PROBLEM TO SOLVE: Across the following data, how many lines include the string "derive"? Reply with the number and nothing more.

(Dataset excerpts)
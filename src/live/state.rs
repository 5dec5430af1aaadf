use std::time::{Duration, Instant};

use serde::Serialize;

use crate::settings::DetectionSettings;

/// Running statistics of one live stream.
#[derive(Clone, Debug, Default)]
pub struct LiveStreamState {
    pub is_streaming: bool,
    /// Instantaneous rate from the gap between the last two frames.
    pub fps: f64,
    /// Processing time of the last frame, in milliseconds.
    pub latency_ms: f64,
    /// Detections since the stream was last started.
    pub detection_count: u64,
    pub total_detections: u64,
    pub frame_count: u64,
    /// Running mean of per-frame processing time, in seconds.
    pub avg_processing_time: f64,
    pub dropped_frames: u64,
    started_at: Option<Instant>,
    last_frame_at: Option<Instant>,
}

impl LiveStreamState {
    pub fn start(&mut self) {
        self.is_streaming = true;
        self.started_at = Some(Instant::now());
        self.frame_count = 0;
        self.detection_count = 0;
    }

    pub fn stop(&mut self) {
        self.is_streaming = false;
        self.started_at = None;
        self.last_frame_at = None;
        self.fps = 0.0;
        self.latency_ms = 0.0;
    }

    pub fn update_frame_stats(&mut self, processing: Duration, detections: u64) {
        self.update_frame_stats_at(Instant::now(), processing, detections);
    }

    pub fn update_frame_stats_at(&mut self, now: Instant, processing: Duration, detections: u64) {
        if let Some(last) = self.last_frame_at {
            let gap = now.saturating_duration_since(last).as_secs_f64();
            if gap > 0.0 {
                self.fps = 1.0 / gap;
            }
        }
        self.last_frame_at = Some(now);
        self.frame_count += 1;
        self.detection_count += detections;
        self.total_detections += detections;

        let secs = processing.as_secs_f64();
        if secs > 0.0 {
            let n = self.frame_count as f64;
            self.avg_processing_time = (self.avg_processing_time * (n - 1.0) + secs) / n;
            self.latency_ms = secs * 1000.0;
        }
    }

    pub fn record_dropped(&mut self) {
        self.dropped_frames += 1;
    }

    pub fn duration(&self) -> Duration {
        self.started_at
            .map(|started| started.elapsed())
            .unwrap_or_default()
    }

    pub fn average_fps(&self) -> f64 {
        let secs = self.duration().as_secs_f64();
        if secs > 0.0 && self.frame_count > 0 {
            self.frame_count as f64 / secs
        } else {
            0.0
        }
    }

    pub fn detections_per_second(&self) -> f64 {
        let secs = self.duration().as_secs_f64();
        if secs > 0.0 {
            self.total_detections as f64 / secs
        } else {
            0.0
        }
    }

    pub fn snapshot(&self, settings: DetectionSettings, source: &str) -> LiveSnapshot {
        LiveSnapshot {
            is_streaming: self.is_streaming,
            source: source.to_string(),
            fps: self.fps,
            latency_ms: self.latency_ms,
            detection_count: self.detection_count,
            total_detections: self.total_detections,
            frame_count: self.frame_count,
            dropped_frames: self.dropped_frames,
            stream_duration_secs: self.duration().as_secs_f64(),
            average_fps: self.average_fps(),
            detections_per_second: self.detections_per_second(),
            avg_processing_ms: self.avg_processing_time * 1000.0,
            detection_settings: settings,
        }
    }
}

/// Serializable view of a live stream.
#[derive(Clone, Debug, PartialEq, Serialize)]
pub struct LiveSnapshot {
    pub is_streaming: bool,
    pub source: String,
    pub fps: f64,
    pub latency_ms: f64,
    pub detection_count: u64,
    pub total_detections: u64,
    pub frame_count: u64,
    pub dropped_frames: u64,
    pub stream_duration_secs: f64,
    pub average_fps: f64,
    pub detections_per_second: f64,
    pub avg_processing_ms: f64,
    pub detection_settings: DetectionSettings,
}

FINISHED TASK: 2